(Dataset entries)
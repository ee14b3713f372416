//! Tracking of node connections, grouped by DON.
//!
//! The `ConnectionManager` owns one `ConnectionWrapper` per configured node
//! and implements the server side of the handshake: an inbound connection is
//! bound to a `(don_id, address)` pair by its auth header and installed into
//! that node's wrapper. A background `Runner` drains each wrapper's read
//! channel and dispatches validated node messages to the DON's handler.
use std::{
    collections::HashMap,
    sync::{Arc, Mutex, OnceLock},
};

use anyhow::Context as _;
use gateway_crypto::{secp256k1, ByteFmt};
use zksync_concurrency::{ctx, ctx::channel, scope};

use crate::{
    codec,
    config::DonConfig,
    handler::Handler,
    message::Message,
    metrics::{ResultLabel, METRICS},
    network::{
        conn::ConnectionWrapper,
        handshake::{
            self, AttemptId, AuthHeader, ConnectionAcceptor, HandshakeError,
        },
    },
};

/// Sink for messages addressed to DON members. The seam between handlers
/// and the transport, so handlers can be tested against a recording mock.
#[async_trait::async_trait]
pub trait MessageSender: Send + Sync {
    /// Addresses of all members of the DON, in configuration order.
    fn members(&self) -> Vec<secp256k1::Address>;
    /// Encodes `msg` as a JSON-RPC request and sends it to the given member.
    async fn send_to_node(
        &self,
        ctx: &ctx::Ctx,
        addr: &secp256k1::Address,
        msg: &Message,
    ) -> anyhow::Result<()>;
}

/// Connections of the members of a single DON.
pub struct DonConnections {
    cfg: DonConfig,
    nodes: HashMap<secp256k1::Address, Arc<ConnectionWrapper>>,
    handler: OnceLock<Arc<dyn Handler>>,
}

impl DonConnections {
    /// Validates the DON config and sets up one connection wrapper per
    /// member. Returns the per-member read channels for the runner.
    fn new(
        cfg: DonConfig,
    ) -> anyhow::Result<(
        Arc<Self>,
        Vec<(secp256k1::Address, channel::Receiver<Vec<u8>>)>,
    )> {
        anyhow::ensure!(!cfg.don_id.is_empty(), "empty don_id");
        anyhow::ensure!(
            !cfg.members.is_empty(),
            "DON {:?} has no members",
            cfg.don_id
        );
        let mut nodes = HashMap::new();
        let mut readers = Vec::with_capacity(cfg.members.len());
        for member in &cfg.members {
            let (wrapper, read_recv) = ConnectionWrapper::new();
            anyhow::ensure!(
                nodes.insert(member.address, wrapper).is_none(),
                "duplicate member address {} in DON {:?}",
                member.address,
                cfg.don_id
            );
            readers.push((member.address, read_recv));
        }
        Ok((
            Arc::new(Self {
                cfg,
                nodes,
                handler: OnceLock::new(),
            }),
            readers,
        ))
    }

    /// Identifier of this DON.
    pub fn don_id(&self) -> &str {
        &self.cfg.don_id
    }

    /// Wires the handler of this DON. May be called at most once.
    pub fn set_handler(&self, handler: Arc<dyn Handler>) -> anyhow::Result<()> {
        self.handler
            .set(handler)
            .map_err(|_| anyhow::anyhow!("handler already set for DON {:?}", self.cfg.don_id))
    }

    pub(crate) fn handler(&self) -> anyhow::Result<Arc<dyn Handler>> {
        self.handler
            .get()
            .cloned()
            .with_context(|| format!("no handler set for DON {:?}", self.cfg.don_id))
    }

    /// Decodes, validates and dispatches one frame received from a node
    /// connection authenticated as `addr`.
    async fn dispatch_node_frame(
        &self,
        ctx: &ctx::Ctx,
        addr: secp256k1::Address,
        raw: &[u8],
    ) -> anyhow::Result<()> {
        let msg = codec::decode_request(raw).context("decoding")?;
        let signer = msg.validate().context("validation")?;
        anyhow::ensure!(
            signer == addr,
            "message signed by {signer}, connection authenticated as {addr}"
        );
        anyhow::ensure!(
            msg.body.don_id == self.cfg.don_id,
            "message for DON {:?} received on a {:?} connection",
            msg.body.don_id,
            self.cfg.don_id
        );
        self.handler()?.handle_node_message(ctx, msg, addr).await
    }
}

#[async_trait::async_trait]
impl MessageSender for DonConnections {
    fn members(&self) -> Vec<secp256k1::Address> {
        self.cfg.members.iter().map(|m| m.address).collect()
    }

    async fn send_to_node(
        &self,
        ctx: &ctx::Ctx,
        addr: &secp256k1::Address,
        msg: &Message,
    ) -> anyhow::Result<()> {
        let conn = self
            .nodes
            .get(addr)
            .with_context(|| format!("unknown node {addr} in DON {:?}", self.cfg.don_id))?;
        let raw = codec::encode_request(msg)?;
        conn.write(ctx, raw).await?;
        Ok(())
    }
}

/// A pending handshake attempt.
struct Attempt {
    don_id: String,
    address: secp256k1::Address,
    challenge: Vec<u8>,
}

/// Tracks the connections of all configured DONs.
pub struct ConnectionManager {
    dons: HashMap<String, Arc<DonConnections>>,
    attempts: Mutex<HashMap<AttemptId, Attempt>>,
}

impl ConnectionManager {
    /// Validates the DON configs and constructs the manager, plus the runner
    /// of the dispatch loops.
    pub fn new(cfgs: &[DonConfig]) -> anyhow::Result<(Arc<Self>, Runner)> {
        let mut dons = HashMap::new();
        let mut readers = Vec::new();
        for cfg in cfgs {
            anyhow::ensure!(
                !dons.contains_key(&cfg.don_id),
                "duplicate DON id {:?}",
                cfg.don_id
            );
            let (don, don_readers) = DonConnections::new(cfg.clone())?;
            readers.extend(don_readers.into_iter().map(|(addr, recv)| NodeReader {
                don: don.clone(),
                addr,
                recv,
            }));
            dons.insert(cfg.don_id.clone(), don);
        }
        Ok((
            Arc::new(Self {
                dons,
                attempts: Mutex::new(HashMap::new()),
            }),
            Runner { readers },
        ))
    }

    /// Connections of the given DON, if it is configured.
    pub fn don(&self, don_id: &str) -> Option<&Arc<DonConnections>> {
        self.dons.get(don_id)
    }
}

impl ConnectionAcceptor for ConnectionManager {
    fn start_handshake(&self, auth: &[u8]) -> Result<(AttemptId, Vec<u8>), HandshakeError> {
        let header = AuthHeader::decode(auth).map_err(HandshakeError::MalformedAuthHeader)?;
        header.verify().map_err(HandshakeError::InvalidSignature)?;
        let don = self
            .dons
            .get(&header.don_id)
            .ok_or_else(|| HandshakeError::UnknownDon(header.don_id.clone()))?;
        if !don.nodes.contains_key(&header.sender) {
            return Err(HandshakeError::NotAMember);
        }
        let id = handshake::new_attempt_id();
        let challenge = handshake::new_challenge();
        self.attempts.lock().unwrap().insert(
            id.clone(),
            Attempt {
                don_id: header.don_id,
                address: header.sender,
                challenge: challenge.clone(),
            },
        );
        Ok((id, challenge))
    }

    fn finalize_handshake(
        &self,
        attempt: &AttemptId,
        response: &[u8],
    ) -> Result<Arc<ConnectionWrapper>, HandshakeError> {
        let att = self
            .attempts
            .lock()
            .unwrap()
            .remove(attempt)
            .ok_or(HandshakeError::UnknownAttempt)?;
        let sig: secp256k1::Signature =
            ByteFmt::decode(response).map_err(HandshakeError::InvalidSignature)?;
        sig.verify_msg(&att.challenge, &att.address)
            .map_err(HandshakeError::InvalidSignature)?;
        let don = self
            .dons
            .get(&att.don_id)
            .ok_or_else(|| HandshakeError::UnknownDon(att.don_id.clone()))?;
        don.nodes
            .get(&att.address)
            .cloned()
            .ok_or(HandshakeError::NotAMember)
    }

    fn abort_handshake(&self, attempt: &AttemptId) {
        self.attempts.lock().unwrap().remove(attempt);
    }
}

struct NodeReader {
    don: Arc<DonConnections>,
    addr: secp256k1::Address,
    recv: channel::Receiver<Vec<u8>>,
}

/// Runner of the per-node dispatch loops.
#[must_use]
pub struct Runner {
    readers: Vec<NodeReader>,
}

impl Runner {
    /// Runs a dispatch loop per configured node until the context is
    /// canceled. Per-message failures are logged and do not stop the loop.
    pub async fn run(self, ctx: &ctx::Ctx) -> anyhow::Result<()> {
        let res: ctx::Result<()> = scope::run!(ctx, |ctx, s| async {
            for reader in self.readers {
                s.spawn(async {
                    let mut reader = reader;
                    loop {
                        let Ok(raw) = reader.recv.recv(ctx).await else {
                            return Ok(());
                        };
                        match reader
                            .don
                            .dispatch_node_frame(ctx, reader.addr, &raw)
                            .await
                        {
                            Ok(()) => {
                                METRICS.node_messages[&ResultLabel::Ok].inc();
                            }
                            Err(err) => {
                                METRICS.node_messages[&ResultLabel::Err].inc();
                                tracing::info!("message from node {}: {err:#}", reader.addr);
                            }
                        };
                    }
                });
            }
            Ok(())
        })
        .await;
        match res {
            Ok(()) | Err(ctx::Error::Canceled(_)) => Ok(()),
            Err(ctx::Error::Internal(err)) => Err(err),
        }
    }
}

■ AIM OF THE EXERCISE
The answer should be all lines from the entries above that hold the word "crate".

■ FINISHED TASK
use crate::{
    pub(crate) fn handler(&self) -> anyhow::Result<Arc<dyn Handler>> {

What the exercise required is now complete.